→ PROBLEM STATEMENT:
Copy each line of the entries that contains the word "tracing".
[DATA SHOWN]
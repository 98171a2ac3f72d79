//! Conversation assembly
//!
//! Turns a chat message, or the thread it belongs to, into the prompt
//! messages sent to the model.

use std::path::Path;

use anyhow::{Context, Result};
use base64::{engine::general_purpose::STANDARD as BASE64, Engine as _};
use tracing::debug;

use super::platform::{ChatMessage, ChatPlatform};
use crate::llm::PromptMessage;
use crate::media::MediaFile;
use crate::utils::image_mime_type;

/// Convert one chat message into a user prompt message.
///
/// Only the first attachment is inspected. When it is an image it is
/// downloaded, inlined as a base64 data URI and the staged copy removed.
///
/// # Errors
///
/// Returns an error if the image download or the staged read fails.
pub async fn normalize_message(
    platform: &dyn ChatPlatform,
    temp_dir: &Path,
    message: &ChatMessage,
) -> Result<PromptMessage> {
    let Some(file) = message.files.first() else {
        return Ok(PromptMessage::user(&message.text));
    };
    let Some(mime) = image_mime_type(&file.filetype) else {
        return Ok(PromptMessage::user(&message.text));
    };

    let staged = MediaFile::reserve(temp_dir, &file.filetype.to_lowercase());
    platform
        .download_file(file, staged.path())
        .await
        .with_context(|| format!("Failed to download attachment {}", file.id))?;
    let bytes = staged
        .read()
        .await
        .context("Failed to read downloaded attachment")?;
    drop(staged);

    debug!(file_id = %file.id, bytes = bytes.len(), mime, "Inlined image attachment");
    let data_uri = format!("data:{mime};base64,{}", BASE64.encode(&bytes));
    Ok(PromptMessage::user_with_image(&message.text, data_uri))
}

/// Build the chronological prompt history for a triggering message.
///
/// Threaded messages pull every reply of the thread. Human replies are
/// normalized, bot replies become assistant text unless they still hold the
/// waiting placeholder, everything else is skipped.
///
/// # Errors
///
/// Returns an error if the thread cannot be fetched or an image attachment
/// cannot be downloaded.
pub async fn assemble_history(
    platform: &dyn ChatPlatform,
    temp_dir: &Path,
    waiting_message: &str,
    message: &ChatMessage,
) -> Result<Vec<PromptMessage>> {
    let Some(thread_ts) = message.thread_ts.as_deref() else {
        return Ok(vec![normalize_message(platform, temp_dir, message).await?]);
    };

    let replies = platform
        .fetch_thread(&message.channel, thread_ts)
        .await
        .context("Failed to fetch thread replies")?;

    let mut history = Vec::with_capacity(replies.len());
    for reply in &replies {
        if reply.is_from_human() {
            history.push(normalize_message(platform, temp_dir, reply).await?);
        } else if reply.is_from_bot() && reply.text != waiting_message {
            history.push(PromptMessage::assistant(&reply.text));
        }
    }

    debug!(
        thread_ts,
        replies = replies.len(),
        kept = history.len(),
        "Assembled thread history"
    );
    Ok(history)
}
[/DATA SHOWN]
[DATA SHOWN]
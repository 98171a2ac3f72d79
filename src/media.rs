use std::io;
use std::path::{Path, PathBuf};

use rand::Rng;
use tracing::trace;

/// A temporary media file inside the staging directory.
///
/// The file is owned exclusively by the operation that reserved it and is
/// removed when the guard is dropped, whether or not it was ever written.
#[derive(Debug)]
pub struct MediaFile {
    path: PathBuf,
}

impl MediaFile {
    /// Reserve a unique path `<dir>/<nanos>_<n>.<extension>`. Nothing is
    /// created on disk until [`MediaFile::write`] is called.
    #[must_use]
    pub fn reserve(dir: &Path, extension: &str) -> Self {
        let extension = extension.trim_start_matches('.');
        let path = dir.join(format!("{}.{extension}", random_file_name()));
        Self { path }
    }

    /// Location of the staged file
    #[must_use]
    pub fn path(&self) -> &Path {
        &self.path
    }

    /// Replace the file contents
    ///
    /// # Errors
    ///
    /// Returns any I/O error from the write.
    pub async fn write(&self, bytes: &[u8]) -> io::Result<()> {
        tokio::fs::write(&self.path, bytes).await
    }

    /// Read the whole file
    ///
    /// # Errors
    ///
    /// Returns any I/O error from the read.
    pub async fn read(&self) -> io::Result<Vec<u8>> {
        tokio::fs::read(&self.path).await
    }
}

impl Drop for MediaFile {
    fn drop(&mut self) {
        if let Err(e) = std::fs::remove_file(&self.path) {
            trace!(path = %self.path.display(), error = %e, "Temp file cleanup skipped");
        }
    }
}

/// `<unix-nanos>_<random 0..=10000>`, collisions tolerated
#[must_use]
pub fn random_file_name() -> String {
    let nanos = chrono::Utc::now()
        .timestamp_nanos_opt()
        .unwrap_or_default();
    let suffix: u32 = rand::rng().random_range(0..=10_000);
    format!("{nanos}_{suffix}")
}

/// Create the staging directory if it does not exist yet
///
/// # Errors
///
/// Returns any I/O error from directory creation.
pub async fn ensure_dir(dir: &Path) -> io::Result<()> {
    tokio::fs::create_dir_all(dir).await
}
[/DATA SHOWN]
→ ANSWER AREA:
use tracing::debug;
use tracing::trace;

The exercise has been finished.